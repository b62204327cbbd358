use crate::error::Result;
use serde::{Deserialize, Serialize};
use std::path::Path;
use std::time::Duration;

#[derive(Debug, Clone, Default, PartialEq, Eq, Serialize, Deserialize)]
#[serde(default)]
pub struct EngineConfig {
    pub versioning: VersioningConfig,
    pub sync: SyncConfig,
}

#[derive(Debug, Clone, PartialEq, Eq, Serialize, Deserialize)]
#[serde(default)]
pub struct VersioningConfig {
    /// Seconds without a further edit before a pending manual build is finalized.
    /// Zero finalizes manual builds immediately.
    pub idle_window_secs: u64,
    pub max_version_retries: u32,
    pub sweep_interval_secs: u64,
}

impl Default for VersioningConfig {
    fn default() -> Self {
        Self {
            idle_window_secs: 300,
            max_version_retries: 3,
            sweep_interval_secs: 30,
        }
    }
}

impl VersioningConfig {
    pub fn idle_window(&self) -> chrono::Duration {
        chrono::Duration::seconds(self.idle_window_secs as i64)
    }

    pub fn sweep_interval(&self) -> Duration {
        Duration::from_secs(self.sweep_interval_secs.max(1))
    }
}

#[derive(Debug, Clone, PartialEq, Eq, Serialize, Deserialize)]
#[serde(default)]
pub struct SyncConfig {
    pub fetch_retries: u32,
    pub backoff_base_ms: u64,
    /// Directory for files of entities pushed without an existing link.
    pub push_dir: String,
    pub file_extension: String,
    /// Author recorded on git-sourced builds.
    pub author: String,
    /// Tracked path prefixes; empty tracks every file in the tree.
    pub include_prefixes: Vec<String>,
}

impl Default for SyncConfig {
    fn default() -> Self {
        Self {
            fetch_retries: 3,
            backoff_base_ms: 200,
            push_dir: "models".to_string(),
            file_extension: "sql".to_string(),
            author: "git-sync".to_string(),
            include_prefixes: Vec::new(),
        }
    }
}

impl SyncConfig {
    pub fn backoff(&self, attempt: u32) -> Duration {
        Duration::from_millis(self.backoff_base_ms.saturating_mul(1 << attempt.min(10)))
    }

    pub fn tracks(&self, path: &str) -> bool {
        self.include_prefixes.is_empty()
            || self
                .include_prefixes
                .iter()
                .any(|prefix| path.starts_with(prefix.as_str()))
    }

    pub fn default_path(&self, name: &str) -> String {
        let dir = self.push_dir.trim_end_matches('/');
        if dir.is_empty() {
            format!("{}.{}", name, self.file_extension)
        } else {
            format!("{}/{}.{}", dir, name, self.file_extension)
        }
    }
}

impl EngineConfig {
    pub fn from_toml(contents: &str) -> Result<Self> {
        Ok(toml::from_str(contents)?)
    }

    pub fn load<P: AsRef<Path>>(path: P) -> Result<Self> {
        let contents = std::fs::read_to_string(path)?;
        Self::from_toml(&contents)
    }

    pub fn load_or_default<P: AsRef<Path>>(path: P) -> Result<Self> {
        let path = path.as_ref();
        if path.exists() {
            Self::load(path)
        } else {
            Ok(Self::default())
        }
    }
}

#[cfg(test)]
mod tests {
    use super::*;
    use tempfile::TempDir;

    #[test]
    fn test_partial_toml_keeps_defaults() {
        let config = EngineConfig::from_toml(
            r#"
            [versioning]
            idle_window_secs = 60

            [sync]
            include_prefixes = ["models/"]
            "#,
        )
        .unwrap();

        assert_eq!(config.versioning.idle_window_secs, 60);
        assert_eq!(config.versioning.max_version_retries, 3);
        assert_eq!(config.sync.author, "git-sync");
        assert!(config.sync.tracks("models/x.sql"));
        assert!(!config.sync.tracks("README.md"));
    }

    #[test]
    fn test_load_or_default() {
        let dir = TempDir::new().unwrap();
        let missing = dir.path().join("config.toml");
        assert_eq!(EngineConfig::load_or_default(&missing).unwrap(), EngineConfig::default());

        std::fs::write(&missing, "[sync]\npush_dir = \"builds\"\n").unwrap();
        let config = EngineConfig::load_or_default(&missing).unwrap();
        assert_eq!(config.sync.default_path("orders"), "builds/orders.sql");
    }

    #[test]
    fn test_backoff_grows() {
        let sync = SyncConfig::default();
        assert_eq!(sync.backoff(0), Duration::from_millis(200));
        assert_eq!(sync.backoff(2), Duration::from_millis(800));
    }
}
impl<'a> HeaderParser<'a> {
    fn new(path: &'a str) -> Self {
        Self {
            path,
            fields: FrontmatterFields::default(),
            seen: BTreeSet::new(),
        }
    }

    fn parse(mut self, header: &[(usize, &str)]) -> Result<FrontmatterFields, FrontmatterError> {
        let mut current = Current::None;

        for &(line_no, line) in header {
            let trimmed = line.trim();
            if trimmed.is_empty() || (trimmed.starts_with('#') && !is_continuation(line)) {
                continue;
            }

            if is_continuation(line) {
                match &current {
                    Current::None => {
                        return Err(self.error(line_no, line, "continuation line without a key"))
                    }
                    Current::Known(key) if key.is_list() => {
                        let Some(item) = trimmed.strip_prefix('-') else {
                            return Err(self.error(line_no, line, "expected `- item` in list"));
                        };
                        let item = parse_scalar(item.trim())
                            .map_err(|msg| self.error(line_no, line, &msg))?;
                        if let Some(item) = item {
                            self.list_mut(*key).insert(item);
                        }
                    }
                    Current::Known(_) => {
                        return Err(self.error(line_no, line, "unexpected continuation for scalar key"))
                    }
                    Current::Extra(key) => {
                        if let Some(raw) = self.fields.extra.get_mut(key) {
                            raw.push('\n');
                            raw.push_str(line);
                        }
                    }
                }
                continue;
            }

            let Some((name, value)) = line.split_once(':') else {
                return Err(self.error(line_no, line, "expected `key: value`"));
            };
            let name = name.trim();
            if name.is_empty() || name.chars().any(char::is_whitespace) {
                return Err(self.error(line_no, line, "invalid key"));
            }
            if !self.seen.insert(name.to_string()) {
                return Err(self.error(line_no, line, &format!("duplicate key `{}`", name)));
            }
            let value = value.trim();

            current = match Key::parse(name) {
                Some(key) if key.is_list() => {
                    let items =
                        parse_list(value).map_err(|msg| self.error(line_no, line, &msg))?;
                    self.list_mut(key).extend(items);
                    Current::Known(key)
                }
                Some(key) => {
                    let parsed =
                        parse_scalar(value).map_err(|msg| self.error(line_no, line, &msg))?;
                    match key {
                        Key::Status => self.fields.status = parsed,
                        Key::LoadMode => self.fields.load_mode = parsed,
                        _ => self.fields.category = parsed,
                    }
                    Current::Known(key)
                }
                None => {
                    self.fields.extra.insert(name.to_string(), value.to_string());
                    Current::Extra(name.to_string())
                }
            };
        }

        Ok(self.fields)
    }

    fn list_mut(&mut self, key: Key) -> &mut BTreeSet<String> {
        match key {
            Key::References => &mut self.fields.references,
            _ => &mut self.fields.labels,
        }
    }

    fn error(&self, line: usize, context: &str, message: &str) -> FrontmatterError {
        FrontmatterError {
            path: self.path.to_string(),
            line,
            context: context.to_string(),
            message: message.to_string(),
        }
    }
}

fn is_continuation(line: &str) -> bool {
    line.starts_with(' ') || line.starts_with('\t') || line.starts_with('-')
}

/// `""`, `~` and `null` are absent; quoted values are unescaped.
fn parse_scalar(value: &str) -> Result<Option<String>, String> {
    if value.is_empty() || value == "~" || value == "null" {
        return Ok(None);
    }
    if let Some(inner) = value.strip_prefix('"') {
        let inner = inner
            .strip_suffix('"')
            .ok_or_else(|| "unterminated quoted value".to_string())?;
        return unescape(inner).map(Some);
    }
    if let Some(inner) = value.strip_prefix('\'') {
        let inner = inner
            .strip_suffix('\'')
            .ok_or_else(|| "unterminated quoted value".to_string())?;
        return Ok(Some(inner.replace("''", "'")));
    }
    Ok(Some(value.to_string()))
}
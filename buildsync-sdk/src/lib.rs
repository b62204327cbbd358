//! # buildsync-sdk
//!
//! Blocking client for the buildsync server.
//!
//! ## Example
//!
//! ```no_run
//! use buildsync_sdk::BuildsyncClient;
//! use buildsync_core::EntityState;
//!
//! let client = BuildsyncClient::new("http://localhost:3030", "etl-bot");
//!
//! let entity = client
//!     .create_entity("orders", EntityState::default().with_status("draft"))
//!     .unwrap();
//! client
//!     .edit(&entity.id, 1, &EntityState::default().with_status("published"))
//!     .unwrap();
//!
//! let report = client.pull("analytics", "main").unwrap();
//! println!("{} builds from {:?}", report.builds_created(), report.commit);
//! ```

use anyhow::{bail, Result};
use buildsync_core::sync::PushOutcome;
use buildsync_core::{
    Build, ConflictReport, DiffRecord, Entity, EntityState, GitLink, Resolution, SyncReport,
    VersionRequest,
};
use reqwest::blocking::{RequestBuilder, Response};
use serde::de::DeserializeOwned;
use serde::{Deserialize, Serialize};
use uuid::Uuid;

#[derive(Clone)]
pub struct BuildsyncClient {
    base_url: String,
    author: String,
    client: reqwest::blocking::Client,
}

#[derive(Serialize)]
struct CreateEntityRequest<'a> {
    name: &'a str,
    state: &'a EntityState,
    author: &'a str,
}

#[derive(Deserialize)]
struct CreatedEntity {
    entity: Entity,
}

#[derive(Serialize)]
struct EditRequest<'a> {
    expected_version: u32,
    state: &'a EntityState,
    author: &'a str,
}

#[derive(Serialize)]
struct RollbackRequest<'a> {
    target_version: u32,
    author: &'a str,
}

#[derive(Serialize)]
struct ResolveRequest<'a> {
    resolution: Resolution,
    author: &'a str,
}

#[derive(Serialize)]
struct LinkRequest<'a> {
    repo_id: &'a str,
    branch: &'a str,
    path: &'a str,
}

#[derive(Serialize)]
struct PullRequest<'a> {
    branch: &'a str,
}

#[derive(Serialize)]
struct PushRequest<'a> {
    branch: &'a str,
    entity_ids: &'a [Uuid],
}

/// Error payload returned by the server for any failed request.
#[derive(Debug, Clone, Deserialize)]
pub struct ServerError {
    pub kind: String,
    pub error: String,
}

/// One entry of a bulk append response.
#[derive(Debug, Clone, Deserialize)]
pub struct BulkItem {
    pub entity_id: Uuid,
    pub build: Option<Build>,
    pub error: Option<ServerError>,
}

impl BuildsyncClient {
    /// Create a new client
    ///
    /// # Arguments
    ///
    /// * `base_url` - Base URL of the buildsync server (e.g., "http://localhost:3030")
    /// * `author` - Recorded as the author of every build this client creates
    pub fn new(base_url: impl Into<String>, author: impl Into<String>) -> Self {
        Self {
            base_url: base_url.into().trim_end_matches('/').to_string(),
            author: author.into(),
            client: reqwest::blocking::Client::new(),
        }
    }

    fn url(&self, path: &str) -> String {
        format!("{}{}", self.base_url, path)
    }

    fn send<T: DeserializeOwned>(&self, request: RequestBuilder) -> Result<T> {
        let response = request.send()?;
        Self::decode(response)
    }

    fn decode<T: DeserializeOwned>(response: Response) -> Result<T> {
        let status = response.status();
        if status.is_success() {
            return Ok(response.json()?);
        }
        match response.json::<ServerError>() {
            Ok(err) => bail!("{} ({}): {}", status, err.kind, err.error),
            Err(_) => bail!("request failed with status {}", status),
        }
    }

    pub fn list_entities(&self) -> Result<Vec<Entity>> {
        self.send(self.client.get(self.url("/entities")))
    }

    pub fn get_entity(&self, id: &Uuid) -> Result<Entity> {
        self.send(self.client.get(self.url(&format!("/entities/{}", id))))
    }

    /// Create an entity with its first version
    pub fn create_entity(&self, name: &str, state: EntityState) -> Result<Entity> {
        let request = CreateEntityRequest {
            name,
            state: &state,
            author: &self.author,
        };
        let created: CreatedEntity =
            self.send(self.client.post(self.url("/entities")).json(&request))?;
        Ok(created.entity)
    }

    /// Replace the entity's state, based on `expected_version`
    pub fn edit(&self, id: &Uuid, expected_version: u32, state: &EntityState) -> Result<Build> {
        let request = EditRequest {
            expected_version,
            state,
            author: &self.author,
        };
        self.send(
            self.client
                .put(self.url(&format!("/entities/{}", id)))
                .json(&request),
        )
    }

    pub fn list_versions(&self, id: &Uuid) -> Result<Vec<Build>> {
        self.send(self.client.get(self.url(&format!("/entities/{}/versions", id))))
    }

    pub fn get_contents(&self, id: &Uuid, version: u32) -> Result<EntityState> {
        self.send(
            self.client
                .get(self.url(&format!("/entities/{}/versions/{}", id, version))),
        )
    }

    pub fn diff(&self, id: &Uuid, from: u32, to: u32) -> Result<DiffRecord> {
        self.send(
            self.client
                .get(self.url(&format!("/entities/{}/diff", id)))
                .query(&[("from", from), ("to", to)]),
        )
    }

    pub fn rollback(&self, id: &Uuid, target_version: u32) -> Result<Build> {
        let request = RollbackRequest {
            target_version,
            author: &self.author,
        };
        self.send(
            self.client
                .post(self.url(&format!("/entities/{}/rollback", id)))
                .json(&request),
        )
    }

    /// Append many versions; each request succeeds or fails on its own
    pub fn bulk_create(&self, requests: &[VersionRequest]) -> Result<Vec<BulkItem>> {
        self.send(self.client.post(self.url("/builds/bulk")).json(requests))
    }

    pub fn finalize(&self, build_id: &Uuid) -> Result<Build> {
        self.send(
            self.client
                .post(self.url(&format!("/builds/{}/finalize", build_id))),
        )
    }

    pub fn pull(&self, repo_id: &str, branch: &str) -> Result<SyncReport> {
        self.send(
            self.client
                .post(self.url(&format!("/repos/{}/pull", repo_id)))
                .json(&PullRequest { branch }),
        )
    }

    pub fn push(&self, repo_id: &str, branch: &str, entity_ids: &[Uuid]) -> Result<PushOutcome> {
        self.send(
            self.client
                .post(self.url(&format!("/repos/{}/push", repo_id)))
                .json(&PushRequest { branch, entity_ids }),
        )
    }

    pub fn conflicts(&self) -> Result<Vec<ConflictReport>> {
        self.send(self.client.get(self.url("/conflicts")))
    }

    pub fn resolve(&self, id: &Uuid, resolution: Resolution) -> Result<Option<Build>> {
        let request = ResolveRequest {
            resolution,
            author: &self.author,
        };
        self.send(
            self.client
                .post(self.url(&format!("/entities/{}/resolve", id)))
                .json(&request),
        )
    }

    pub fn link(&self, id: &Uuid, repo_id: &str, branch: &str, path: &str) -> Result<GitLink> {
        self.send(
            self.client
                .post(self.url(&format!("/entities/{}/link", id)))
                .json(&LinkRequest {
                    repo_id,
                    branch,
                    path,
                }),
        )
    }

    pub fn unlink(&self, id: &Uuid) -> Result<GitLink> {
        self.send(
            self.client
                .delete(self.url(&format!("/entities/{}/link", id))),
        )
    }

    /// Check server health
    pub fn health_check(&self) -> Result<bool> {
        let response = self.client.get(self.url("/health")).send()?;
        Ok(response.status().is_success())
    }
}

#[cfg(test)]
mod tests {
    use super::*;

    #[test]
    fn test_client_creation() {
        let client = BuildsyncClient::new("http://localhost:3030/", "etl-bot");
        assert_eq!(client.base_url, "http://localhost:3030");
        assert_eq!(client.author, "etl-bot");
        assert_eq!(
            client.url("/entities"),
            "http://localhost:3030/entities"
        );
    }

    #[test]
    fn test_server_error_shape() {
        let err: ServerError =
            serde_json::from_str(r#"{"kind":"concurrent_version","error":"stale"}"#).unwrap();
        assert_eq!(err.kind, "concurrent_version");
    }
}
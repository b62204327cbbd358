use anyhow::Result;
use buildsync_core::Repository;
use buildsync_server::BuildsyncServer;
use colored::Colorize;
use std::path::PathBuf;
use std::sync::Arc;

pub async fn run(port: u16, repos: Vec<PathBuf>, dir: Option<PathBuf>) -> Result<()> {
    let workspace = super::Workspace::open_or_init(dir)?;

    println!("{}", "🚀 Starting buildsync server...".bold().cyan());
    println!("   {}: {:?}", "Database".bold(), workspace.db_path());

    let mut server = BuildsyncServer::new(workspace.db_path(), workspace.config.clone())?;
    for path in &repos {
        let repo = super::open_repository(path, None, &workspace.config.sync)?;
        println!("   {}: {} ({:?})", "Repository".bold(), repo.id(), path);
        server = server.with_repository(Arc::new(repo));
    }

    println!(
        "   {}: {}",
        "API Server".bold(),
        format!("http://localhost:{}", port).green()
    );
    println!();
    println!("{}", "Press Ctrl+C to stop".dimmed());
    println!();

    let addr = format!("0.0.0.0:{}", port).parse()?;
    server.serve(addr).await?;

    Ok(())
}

▸ **Exercise objective**:
Which lines of the data include the string "message"? Copy each of them.

▸ **Output of the exercise**:
    fn error(&self, line: usize, context: &str, message: &str) -> FrontmatterError {
            message: message.to_string(),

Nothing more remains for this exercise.